History

Great Britain
- Name: Brunswick
- Builder: Thames
- Launched: 1791
- Fate: Condemned 1849

General characteristics
- Tons burthen: Old Act:508, or 525 (bm); New Act (post 1836): 571 (bm);
- Complement: 1793:70; 1812:20;
- Armament: 1793:20 × 12&9-pounder guns; 1795:14 × 9-pounder + 6 × 12-pounder guns; 1812:2 × 9-pounder guns + 8 × 18-pounder carronades;

= Brunswick (1791 ship) =

Brunswick was launched on the River Thames in 1791 as a West Indiaman. She captured one prize. After the end of the Napoleonic Wars, she made two voyages carrying almost 600 migrants from Ireland to Canada, She spent most of her career trading between Britain and Quebec, though she also traded with other destinations. She was condemned at Valparaiso in 1849.

==Career==
Brunswick first appeared in Lloyd's Register (LR) with J. Douglas, master, T.Hibbert & Co., owner, and trade London–Jamaica.

After the outbreak of war with France Captain John Graham Douglas acquired a letter of marque on 10 October 1793. The size of the crew previewed on the letter of marque suggested that the initial plan was that Brunswick would cruise as a privateer. There is no sign that she ever did so. Instead, she apparently sailed as a West Indiaman.

| Year | Master | Owner | Trade | Source & notes |
|---|---|---|---|---|
| 1795 | J.Douglas | Hibbert & Co. | London–Jamaica | LR |
| 1801 | J.Douglas J.Shaw | Hibbert & Co. | London–Jamaica | LR |

On 4 April 1805 Brunswick, Shaw, master, arrived at Jamaica "with their prize".

Brunswick then disappeared from the registers until 1810–1811.

| Year | Master | Owner | Trade | Source & notes |
|---|---|---|---|---|
| 1810 | J.Tell | Corsbie | London–Copenhagen | RS |
| 1811 | Machie | Ritchie | London Greenock–Jamaica | LR; small repairs 1804, new topsides and thorough repair 1807 |

On 5 June 1812 Captain John Otto Richard Clearly acquired a letter of marque. However, he does not appear as master in either LR or the Register of Shipping.

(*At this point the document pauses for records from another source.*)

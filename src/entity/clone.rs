//! A player's active cell (spec §3 CloneBall).

use glam::Vec2;

use super::ball::BallData;
use crate::config::PlayerConfig;
use crate::geometry::{Border, LinearDecay};
use crate::ids::{BallId, PlayerId, TeamId};

/// One cell owned by a player. A player owns a dynamic set of these.
#[derive(Debug, Clone)]
pub struct CloneBall {
    pub data: BallData,
    pub owner: PlayerId,
    pub team: TeamId,
    /// Seconds since this cell last split (or was spawned).
    pub age: f32,
    /// Current input direction; `None` means no active input (spec §4.5 move/stop).
    input_dir: Option<Vec2>,
    /// Velocity accumulated from input acceleration ("inertia" in spec §4.1).
    inertia: Vec2,
    /// Active stop-deceleration, if a `stop` action is in progress.
    stopping: Option<LinearDecay>,
    /// Active split boost, if this cell was recently spawned by a split or
    /// thorn explosion.
    split_boost: Option<LinearDecay>,
}

impl CloneBall {
    pub fn new(id: BallId, owner: PlayerId, team: TeamId, position: Vec2, r: f32) -> Self {
        Self {
            data: BallData::new(id, position, r),
            owner,
            team,
            age: 0.0,
            input_dir: None,
            inertia: Vec2::ZERO,
            stopping: None,
            split_boost: None,
        }
    }

    /// Apply a `move` action: set the input direction. A zero vector means
    /// no input (spec §4.5).
    pub fn set_move(&mut self, direction: Vec2) {
        self.stopping = None;
        self.input_dir = if direction == Vec2::ZERO { None } else { Some(direction.normalize()) };
    }

    /// Apply a `stop` action: begin decaying velocity to zero and clear the
    /// input direction (spec §4.5).
    pub fn set_stop(&mut self, stop_zero_time: f32) {
        self.input_dir = None;
        let speed = self.inertia.length();
        if speed > 1e-6 {
            self.stopping = Some(LinearDecay::new(self.inertia, speed, stop_zero_time));
        } else {
            self.stopping = None;
            self.inertia = Vec2::ZERO;
        }
    }

    /// Attach a split-boost impulse (used for both split children and
    /// thorn-explosion children, spec §4.5/§4.6).
    pub fn set_split_boost(&mut self, direction: Vec2, speed: f32, zero_time: f32) {
        self.split_boost = Some(LinearDecay::new(direction, speed, zero_time));
    }

    pub fn integrate(&mut self, cfg: &PlayerConfig, dt: f32, border: &Border) {
        if let Some(stop) = &mut self.stopping {
            let done = stop.tick(dt);
            self.inertia = stop.velocity();
            if done {
                self.stopping = None;
                self.inertia = Vec2::ZERO;
            }
        } else if let Some(dir) = self.input_dir {
            let acc = dir * cfg.acc_max;
            self.inertia = (self.inertia + acc * cfg.given_acc_weight * dt).clamp_length_max(cfg.vel_max);
        }

        let mut effective = self.inertia;
        if let Some(boost) = &mut self.split_boost {
            boost.tick(dt);
            effective += boost.velocity();
            if boost.speed() <= 0.0 {
                self.split_boost = None;
            }
        }

        self.data.velocity = effective;
        self.data.moving = effective.length_squared() > 1e-8;
        self.data.position += effective * dt;
        self.data.position = border.clamp_disc(self.data.position, self.data.r);

        let min_size = cfg.radius_min * cfg.radius_min;
        let decayed = self.data.s - cfg.size_decay_rate * self.data.s * dt;
        self.data.set_size(decayed.max(min_size));

        self.age += dt;
    }
}
//! Spore projectiles ejected from clones (spec §3 SporeBall).

use glam::Vec2;

use super::ball::BallData;
use crate::geometry::{Border, LinearDecay};
use crate::ids::BallId;

/// A short-lived projectile emitted by a clone's eject action. Travels in a
/// straight line, decelerating linearly to zero over `vel_zero_time`, then
/// stops but persists until consumed.
#[derive(Debug, Clone)]
pub struct SporeBall {
    pub data: BallData,
    decay: LinearDecay,
}

impl SporeBall {
    pub fn new(id: BallId, position: Vec2, r: f32, direction: Vec2, vel_init: f32, vel_zero_time: f32) -> Self {
        let mut data = BallData::new(id, position, r);
        let decay = LinearDecay::new(direction, vel_init, vel_zero_time);
        data.velocity = decay.velocity();
        data.moving = true;
        Self { data, decay }
    }

    pub fn integrate(&mut self, dt: f32, border: &Border) {
        if !self.data.moving {
            return;
        }
        let done = self.decay.tick(dt);
        self.data.velocity = self.decay.velocity();
        self.data.position += self.data.velocity * dt;
        self.data.position = border.clamp_disc(self.data.position, self.data.r);
        if done {
            self.data.moving = false;
            self.data.velocity = Vec2::ZERO;
        }
    }
}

| Year | Master | Owner | Trade | Source & notes |
|---|---|---|---|---|
| 1813 | Mackie Hart | Ritchie | London–Jamaica | LR; thorough repair 1807 and small repairs 1810 |
| 1814 | Anderson | Ford & Co. | London–Rio de Janeiro | LR; large repairs 1807 & 1810; damages repaired 1813 |
| 1815 | Anderson | Ford & Co. | London–Rio de Janeiro London–Quebec | LR; large repairs 1807 & 1810; damages repaired 1813 |
| 1820 | R. Blake | Rule & Co. | London–Quebec | LR; |

In June 1818 Richard Talbot left Cork with 230 settlers for Canada. Brunswick, Blake, master, arrived at Quebec on 29 July.

In 1825 Brunswick, Robert Blake, master, carried 343 assisted immigrants from Cork to Quebec under a scheme organized by Peter Robinson. Brunswick left Cork on 11 May and arrived at Quebec on 12 June.

| Year | Master | Owner | Trade | Source |
|---|---|---|---|---|
| 1825 | R.Blake | Rule & Co. | London–Quebec | LR; large repairs 1818 and small repairs 1820 & 1824. |
| 1830 | R.Blake | Rule & Co. | London–Quebec | LR; large repairs 1818 and small repairs 1820 & 1824. |
| 1835 | H.Blake | Tebbut & Co. | London–Quebec | LR; large repair 1832. |
| 1840 | Veale | Tebbut & Co. | London–Quebec | LR; damage repaired 1839. |
| 1845 | Veale | Tebbut & Co. | London–Ichebo | LR; damage repaired 1839. |
| 1845 | Coppel | Tebbut & Co. | London–Bombay | LR (Supple. pages); damage repaired 1839. |

==Fate==
Brunswick was last listed in 1850. LR showed her with T.Poulton, master, Tebbuts & Co., owners, and trade London–Valparaiso. She had undergone small repairs in 1849.

Brunswick, Poulton, master, had sailed to the Chincha Islands to gather guano. She sailed from there for the United States when she became leaky. She put back into Valparaiso on 16 September 1849 and was condemned there. (Note: Earlier, circa 1845, she had participated in the guano trade at Ichebo.)